> **Task to complete**
Please transcribe the line with "(i as f64).ln()))" and the lines after it through the end of the listing below, keeping both ends and nothing more.

***** Input for this task

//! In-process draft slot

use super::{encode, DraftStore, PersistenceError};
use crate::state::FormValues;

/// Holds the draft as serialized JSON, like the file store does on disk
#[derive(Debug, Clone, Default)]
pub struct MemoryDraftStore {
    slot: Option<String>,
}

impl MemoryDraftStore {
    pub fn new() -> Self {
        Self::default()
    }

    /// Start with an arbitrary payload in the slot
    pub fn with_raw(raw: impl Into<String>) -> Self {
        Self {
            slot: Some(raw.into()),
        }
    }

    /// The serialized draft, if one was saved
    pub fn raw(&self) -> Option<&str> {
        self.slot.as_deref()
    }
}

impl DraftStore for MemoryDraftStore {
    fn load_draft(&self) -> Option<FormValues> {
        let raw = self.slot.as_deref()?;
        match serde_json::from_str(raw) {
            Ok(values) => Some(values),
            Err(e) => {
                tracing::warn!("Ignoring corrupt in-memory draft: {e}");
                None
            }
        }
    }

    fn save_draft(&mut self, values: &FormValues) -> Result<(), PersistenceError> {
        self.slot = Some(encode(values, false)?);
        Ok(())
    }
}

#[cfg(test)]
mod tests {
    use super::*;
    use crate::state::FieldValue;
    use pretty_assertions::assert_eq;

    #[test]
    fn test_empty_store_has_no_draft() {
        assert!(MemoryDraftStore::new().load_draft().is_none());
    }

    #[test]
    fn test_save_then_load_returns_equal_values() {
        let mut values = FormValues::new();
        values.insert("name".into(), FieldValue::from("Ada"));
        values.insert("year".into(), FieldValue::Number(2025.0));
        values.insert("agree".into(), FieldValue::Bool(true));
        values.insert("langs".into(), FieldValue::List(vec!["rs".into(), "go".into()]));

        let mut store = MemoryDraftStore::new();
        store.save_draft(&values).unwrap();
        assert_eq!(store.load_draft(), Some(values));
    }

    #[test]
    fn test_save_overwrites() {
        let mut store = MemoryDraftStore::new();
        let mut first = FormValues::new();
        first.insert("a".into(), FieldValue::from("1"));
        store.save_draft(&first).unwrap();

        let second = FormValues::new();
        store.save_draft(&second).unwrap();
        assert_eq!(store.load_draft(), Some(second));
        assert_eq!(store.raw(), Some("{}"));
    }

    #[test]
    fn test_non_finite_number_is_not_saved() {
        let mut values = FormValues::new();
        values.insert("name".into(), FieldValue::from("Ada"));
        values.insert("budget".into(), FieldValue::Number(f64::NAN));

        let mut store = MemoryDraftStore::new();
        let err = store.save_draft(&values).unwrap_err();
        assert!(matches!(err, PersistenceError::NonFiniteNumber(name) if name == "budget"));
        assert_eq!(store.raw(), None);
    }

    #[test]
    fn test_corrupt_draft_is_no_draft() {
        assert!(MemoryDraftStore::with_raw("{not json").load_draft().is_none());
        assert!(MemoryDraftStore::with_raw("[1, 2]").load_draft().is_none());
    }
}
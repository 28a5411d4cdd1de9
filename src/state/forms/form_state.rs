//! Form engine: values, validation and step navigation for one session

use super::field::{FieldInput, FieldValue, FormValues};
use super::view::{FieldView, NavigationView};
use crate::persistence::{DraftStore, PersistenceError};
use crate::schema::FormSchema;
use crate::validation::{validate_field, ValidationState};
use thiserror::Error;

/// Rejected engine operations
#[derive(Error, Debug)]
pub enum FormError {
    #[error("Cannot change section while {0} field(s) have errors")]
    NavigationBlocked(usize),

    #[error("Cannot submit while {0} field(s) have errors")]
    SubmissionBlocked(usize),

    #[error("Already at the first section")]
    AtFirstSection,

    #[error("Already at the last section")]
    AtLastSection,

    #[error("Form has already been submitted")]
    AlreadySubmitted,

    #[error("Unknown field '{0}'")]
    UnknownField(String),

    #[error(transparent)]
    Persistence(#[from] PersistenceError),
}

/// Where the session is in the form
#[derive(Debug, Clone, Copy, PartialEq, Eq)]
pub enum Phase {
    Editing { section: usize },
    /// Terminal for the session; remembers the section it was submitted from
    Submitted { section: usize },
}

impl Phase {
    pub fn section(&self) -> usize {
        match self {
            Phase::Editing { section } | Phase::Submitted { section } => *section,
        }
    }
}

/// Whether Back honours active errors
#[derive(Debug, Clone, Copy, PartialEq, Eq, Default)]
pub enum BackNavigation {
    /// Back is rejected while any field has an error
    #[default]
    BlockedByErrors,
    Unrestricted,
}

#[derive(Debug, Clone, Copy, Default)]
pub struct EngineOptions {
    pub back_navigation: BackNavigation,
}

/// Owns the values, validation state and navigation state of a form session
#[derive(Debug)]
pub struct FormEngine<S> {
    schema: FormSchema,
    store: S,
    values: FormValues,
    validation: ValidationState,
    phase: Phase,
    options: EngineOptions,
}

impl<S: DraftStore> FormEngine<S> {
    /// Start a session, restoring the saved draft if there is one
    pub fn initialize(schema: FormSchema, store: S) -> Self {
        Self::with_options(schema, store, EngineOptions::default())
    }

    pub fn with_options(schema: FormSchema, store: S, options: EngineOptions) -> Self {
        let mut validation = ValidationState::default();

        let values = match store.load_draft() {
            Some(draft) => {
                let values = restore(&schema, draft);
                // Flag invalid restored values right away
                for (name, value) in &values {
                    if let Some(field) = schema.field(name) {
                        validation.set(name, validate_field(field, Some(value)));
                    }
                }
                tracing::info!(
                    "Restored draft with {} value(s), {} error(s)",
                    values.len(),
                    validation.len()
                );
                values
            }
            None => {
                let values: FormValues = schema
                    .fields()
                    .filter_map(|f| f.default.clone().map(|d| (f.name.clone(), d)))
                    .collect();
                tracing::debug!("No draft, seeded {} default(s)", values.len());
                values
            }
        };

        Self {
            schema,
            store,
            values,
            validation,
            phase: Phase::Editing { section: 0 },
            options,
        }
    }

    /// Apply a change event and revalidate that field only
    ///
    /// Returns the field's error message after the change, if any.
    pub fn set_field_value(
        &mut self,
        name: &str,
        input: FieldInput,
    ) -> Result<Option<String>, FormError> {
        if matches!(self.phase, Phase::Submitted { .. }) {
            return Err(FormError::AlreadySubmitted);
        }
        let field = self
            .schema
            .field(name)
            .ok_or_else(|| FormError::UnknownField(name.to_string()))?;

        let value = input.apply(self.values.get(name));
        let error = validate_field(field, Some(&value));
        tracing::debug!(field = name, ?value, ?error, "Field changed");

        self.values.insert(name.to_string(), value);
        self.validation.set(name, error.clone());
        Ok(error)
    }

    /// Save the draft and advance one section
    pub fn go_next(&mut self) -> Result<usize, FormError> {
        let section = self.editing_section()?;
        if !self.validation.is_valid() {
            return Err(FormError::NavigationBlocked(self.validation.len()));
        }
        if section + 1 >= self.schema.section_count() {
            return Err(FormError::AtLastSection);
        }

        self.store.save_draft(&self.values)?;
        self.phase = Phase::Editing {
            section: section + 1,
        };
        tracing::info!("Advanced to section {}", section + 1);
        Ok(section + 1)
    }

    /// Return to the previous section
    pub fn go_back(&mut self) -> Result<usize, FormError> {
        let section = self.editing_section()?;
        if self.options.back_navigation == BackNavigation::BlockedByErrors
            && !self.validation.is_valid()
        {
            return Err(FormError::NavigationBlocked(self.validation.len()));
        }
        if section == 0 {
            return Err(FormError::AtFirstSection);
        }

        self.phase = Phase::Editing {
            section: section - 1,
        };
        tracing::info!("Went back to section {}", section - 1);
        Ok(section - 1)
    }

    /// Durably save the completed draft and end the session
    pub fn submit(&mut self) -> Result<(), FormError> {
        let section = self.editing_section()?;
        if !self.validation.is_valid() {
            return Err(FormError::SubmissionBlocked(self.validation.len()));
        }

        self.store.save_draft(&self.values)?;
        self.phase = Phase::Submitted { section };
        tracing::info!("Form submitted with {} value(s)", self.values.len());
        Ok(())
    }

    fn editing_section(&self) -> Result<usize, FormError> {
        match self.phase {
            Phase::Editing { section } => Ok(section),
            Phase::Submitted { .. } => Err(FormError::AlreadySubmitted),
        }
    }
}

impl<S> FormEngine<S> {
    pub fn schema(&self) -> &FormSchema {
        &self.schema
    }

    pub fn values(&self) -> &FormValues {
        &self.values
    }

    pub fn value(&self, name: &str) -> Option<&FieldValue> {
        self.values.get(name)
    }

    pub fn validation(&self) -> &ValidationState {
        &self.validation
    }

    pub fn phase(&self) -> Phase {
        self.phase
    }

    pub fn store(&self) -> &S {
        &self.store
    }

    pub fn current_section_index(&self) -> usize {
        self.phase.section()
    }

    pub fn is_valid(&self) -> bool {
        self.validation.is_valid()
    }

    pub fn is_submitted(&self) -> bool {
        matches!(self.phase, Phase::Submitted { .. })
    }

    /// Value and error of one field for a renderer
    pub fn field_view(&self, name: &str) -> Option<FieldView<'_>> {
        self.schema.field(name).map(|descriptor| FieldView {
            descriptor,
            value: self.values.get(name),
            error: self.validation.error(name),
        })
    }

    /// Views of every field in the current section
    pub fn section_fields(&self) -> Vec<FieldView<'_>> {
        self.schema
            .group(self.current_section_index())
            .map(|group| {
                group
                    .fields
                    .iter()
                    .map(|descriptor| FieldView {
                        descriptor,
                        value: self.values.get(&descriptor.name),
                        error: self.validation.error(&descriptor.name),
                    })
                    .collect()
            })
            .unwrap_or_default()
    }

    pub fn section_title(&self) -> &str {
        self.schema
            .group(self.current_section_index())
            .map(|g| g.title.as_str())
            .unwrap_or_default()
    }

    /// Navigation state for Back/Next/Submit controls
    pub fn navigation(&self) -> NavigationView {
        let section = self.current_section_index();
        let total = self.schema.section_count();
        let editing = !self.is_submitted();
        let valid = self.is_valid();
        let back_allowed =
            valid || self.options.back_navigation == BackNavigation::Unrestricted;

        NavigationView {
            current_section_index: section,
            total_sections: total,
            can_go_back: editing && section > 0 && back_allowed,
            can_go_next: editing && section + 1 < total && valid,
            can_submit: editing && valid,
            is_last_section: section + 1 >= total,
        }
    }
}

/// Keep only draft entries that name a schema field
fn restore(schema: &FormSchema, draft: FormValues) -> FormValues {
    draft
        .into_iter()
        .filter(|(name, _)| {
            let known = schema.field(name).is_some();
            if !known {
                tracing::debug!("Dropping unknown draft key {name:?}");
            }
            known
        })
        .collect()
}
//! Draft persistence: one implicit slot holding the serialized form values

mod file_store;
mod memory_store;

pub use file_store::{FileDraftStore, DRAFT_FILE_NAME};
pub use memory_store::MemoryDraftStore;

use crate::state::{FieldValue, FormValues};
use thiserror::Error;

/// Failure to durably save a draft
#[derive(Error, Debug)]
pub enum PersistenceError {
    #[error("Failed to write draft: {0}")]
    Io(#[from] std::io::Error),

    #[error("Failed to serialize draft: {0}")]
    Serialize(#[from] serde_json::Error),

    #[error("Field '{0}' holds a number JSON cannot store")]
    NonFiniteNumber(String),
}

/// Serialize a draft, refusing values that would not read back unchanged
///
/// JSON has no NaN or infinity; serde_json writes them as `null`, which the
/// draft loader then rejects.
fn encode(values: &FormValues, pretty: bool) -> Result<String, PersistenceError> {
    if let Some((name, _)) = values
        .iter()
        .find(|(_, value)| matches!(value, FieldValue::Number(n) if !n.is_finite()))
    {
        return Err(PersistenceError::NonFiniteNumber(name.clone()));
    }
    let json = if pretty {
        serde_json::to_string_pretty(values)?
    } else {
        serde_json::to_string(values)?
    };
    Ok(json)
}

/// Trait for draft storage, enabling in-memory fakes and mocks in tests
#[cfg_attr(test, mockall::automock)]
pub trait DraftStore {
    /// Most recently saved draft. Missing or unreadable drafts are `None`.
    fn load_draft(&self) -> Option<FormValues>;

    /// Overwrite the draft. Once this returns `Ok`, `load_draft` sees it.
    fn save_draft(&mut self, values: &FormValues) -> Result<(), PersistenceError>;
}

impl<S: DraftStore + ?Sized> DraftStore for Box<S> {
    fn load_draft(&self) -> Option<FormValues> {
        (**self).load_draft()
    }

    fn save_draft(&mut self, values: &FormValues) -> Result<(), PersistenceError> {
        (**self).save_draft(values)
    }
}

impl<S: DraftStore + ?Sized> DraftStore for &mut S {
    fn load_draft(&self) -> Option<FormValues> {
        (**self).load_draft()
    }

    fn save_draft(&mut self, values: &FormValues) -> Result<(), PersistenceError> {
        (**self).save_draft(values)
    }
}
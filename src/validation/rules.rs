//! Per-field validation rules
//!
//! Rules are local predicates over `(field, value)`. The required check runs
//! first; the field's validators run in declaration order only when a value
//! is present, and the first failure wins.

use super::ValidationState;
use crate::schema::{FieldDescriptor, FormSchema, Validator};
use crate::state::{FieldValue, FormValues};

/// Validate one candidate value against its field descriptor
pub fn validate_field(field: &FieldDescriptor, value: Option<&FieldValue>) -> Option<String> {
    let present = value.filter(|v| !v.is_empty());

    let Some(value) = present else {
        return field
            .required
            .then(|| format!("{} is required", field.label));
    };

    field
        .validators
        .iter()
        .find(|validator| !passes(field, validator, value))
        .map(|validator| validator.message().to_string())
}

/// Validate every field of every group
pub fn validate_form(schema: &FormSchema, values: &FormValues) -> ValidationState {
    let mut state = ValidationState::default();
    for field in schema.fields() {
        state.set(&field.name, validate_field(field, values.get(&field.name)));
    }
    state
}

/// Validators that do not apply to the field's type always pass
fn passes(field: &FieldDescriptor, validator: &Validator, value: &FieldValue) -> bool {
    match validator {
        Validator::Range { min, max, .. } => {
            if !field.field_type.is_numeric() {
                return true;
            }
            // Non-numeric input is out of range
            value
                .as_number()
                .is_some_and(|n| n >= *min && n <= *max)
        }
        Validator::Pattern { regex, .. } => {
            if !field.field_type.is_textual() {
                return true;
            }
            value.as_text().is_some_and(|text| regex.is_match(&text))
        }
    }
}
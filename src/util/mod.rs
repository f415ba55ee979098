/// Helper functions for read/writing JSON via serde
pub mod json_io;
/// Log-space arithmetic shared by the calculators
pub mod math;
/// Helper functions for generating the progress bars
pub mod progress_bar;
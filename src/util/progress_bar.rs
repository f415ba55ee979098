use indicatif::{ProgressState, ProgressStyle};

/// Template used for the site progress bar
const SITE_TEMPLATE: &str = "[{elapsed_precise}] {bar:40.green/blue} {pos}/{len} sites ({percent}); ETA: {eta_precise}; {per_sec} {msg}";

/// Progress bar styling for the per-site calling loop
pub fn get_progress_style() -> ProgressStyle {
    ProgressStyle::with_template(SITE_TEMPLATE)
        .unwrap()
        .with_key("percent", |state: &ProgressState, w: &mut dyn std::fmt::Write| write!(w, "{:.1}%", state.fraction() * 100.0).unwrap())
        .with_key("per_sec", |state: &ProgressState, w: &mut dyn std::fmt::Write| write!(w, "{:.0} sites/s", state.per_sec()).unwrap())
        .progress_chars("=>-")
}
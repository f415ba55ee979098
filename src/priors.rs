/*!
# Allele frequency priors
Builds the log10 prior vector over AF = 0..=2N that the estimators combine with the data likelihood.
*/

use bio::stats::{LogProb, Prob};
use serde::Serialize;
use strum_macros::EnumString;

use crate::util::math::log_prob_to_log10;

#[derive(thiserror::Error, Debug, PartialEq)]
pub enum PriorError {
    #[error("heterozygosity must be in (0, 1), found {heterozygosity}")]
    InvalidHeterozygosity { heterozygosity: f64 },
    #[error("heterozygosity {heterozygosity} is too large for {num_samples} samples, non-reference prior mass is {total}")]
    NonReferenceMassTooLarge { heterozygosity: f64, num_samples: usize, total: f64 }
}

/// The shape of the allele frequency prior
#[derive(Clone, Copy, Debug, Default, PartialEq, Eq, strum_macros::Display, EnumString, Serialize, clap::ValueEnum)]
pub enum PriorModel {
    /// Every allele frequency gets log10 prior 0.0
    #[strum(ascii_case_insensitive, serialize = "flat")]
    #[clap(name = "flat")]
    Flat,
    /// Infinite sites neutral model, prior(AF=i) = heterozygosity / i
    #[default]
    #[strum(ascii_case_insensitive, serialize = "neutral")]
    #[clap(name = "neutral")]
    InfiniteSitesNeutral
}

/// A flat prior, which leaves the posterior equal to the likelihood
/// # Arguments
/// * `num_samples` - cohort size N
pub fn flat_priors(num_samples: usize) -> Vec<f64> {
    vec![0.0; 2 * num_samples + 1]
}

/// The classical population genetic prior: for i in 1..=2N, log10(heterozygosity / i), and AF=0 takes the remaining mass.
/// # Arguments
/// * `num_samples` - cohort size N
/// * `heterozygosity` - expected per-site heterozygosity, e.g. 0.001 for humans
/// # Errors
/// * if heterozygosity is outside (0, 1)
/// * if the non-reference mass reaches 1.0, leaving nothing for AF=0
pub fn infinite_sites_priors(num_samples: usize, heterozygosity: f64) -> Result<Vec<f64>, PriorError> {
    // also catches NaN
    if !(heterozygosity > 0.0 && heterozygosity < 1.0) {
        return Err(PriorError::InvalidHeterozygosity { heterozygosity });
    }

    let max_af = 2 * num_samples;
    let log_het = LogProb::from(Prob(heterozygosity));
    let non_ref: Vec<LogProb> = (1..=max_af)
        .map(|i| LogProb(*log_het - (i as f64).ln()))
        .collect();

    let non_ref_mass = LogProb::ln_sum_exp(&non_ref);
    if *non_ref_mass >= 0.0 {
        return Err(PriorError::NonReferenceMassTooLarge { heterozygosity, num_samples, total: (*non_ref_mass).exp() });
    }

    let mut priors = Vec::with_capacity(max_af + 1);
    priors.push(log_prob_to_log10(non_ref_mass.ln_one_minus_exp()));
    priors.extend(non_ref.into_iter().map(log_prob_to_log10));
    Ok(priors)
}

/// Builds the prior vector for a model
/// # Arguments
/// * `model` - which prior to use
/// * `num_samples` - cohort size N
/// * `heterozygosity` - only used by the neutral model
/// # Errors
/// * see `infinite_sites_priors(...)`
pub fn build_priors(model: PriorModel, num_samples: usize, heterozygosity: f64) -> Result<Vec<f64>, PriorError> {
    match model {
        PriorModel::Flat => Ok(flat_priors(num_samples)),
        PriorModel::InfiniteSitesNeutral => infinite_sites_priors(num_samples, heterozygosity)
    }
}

**********

> **Your solution**
        .map(|i| LogProb(*log_het - (i as f64).ln()))
        .collect();

    let non_ref_mass = LogProb::ln_sum_exp(&non_ref);
    if *non_ref_mass >= 0.0 {
        return Err(PriorError::NonReferenceMassTooLarge { heterozygosity, num_samples, total: (*non_ref_mass).exp() });
    }

    let mut priors = Vec::with_capacity(max_af + 1);
    priors.push(log_prob_to_log10(non_ref_mass.ln_one_minus_exp()));
    priors.extend(non_ref.into_iter().map(log_prob_to_log10));
    Ok(priors)
}

/// Builds the prior vector for a model
/// # Arguments
/// * `model` - which prior to use
/// * `num_samples` - cohort size N
/// * `heterozygosity` - only used by the neutral model
/// # Errors
/// * see `infinite_sites_priors(...)`
pub fn build_priors(model: PriorModel, num_samples: usize, heterozygosity: f64) -> Result<Vec<f64>, PriorError> {
    match model {
        PriorModel::Flat => Ok(flat_priors(num_samples)),
        PriorModel::InfiniteSitesNeutral => infinite_sites_priors(num_samples, heterozygosity)
    }
}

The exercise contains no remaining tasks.